A broad range of fuel cell technologies is being developed for stationary applications. The potential for widespread adoption in the transportation sector rests on the great promise that polymer electrolyte membrane (PEM) fuel cells hold for low-cost mass production, among other factors. The automotive industry has highly evolved management and manufacturing expertise, enabling low-cost mass production of sophisticated technologies and efficient marketing of the products. This industry's involvement suggests that PEM technology may have profound implications for other sectors, such as the industrial or buildings sector that routinely pay power capacity costs an order of magnitude higher than those common for vehicular prime movers.

Fuel cell developers are focusing on both stationary and transportation applications. The relative pace of commercial development in the different sectors is as yet unclear. Moreover, synergies may exist between the stationary and mobile fuel cell markets, and it is possible that commercialization can be best accelerated through a cross-sectoral approach. Acceptable cost thresholds are higher in stationary applications, but automotive companies have expertise in very sophisticated cost control for volume production. The two sectors do not typically collaborate on product development, let alone marketing. There is a need to examine the circumstances under which coordination among these businesses can be helpful and ways for it to be facilitated. By analyzing likely early adopters and strategic niche applications, and the various barriers that must be overcome in each market, we can recommend approaches that either help build particular markets, or exploit synergies where they make sense. In all cases, careful examination of both sides of the market (supply and demand) must be made, since progress will be made only when defensible business cases can be built that match customer demand with suppliers' ability to deliver.

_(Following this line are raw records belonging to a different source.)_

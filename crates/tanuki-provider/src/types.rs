use std::collections::BTreeMap;
use std::fmt;
use std::str::FromStr;

use serde::{Deserialize, Serialize};

use crate::error::ProviderError;

#[derive(Debug, Clone, Copy, PartialEq, Eq, PartialOrd, Ord, Hash, Serialize, Deserialize)]
#[serde(rename_all = "snake_case")]
/// Supported assistant CLI backends.
pub enum ProviderId {
    Claude,
    Codex,
}

impl ProviderId {
    pub const ALL: [ProviderId; 2] = [ProviderId::Claude, ProviderId::Codex];

    pub fn as_str(self) -> &'static str {
        match self {
            Self::Claude => "claude",
            Self::Codex => "codex",
        }
    }

    /// Name shown to users in progress and result comments.
    pub fn display_name(self) -> &'static str {
        match self {
            Self::Claude => "Claude",
            Self::Codex => "Codex",
        }
    }
}

impl fmt::Display for ProviderId {
    fn fmt(&self, f: &mut fmt::Formatter<'_>) -> fmt::Result {
        f.write_str(self.as_str())
    }
}

impl FromStr for ProviderId {
    type Err = ProviderError;

    fn from_str(raw: &str) -> Result<Self, Self::Err> {
        match raw.trim().to_ascii_lowercase().as_str() {
            "claude" | "claude-code" | "anthropic" => Ok(Self::Claude),
            "codex" | "openai-codex" => Ok(Self::Codex),
            _ => Err(ProviderError::UnknownProvider(raw.trim().to_string())),
        }
    }
}

#[derive(Debug, Clone, Copy, PartialEq, Eq, Default)]
/// Output mode requested from the CLI. Callers always force `Json`.
pub enum OutputFormat {
    #[default]
    Json,
    Text,
}

#[derive(Debug, Clone, PartialEq, Eq)]
/// Prompt-side inputs shared by every adapter.
pub struct ExecutionContext {
    pub provider: ProviderId,
    pub system_prompt: String,
    pub context: String,
}

#[derive(Debug, Clone, PartialEq, Eq)]
pub struct SessionOptions {
    pub session_id: Option<String>,
    pub is_new_session: bool,
    pub output_format: OutputFormat,
}

impl Default for SessionOptions {
    fn default() -> Self {
        Self {
            session_id: None,
            is_new_session: true,
            output_format: OutputFormat::Json,
        }
    }
}

impl SessionOptions {
    pub fn resume(session_id: impl Into<String>) -> Self {
        Self {
            session_id: Some(session_id.into()),
            is_new_session: false,
            output_format: OutputFormat::Json,
        }
    }

    /// Session id to resume, if this execution continues a conversation.
    pub fn resume_id(&self) -> Option<&str> {
        if self.is_new_session {
            return None;
        }
        self.session_id
            .as_deref()
            .map(str::trim)
            .filter(|value| !value.is_empty())
    }
}

#[derive(Debug, Clone, PartialEq, Eq)]
pub struct ExecutionConfig {
    pub args: Vec<String>,
}

#[derive(Debug, Clone, PartialEq, Eq, Default)]
/// Normalized final output of one CLI run.
pub struct ParsedOutput {
    pub text: String,
    pub raw: String,
    pub session_id: Option<String>,
}

#[derive(Debug, Clone, PartialEq, Eq, Default)]
pub struct ExecutionOutcome {
    pub success: bool,
    pub output: String,
    pub error: Option<String>,
    pub session_id: Option<String>,
}

impl ExecutionOutcome {
    pub fn succeeded(output: impl Into<String>, session_id: Option<String>) -> Self {
        Self {
            success: true,
            output: output.into(),
            error: None,
            session_id,
        }
    }

    pub fn failed(error: impl Into<String>) -> Self {
        Self {
            success: false,
            output: String::new(),
            error: Some(error.into()),
            session_id: None,
        }
    }

    pub fn error_message(&self) -> &str {
        self.error.as_deref().unwrap_or("unknown error")
    }
}

#[derive(Debug, Clone, PartialEq, Eq, Serialize, Deserialize)]
#[serde(default)]
/// Per-provider CLI settings loaded from configuration.
pub struct ProviderSettings {
    pub binary: String,
    pub extra_args: Vec<String>,
    pub model: Option<String>,
    pub env: BTreeMap<String, String>,
}

impl ProviderSettings {
    pub fn default_for(provider: ProviderId) -> Self {
        Self {
            binary: provider.as_str().to_string(),
            extra_args: Vec::new(),
            model: None,
            env: BTreeMap::new(),
        }
    }
}

impl Default for ProviderSettings {
    fn default() -> Self {
        Self::default_for(ProviderId::Claude)
    }
}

At present, the private sector does not value the environmental benefits of fuel cells. However, there are likely to be growing private market needs that can help boost the technology's prospects and complement environmental drivers. For example, some current regulations unintentionally create barriers to the entry of fuel cells into stationary, distributed power applications. These regulatory barriers must be clearly articulated for government to take the steps that are needed to remove them. Among these barriers are environmental regulations that do not credit efficiency or environmental cleanliness. It falls to the public sector to advocate valuation of these benefits through appropriate policy measures. These measures may include incentives, such as tax credits, or more market-based mechanisms, such as pollution credit trading schemes.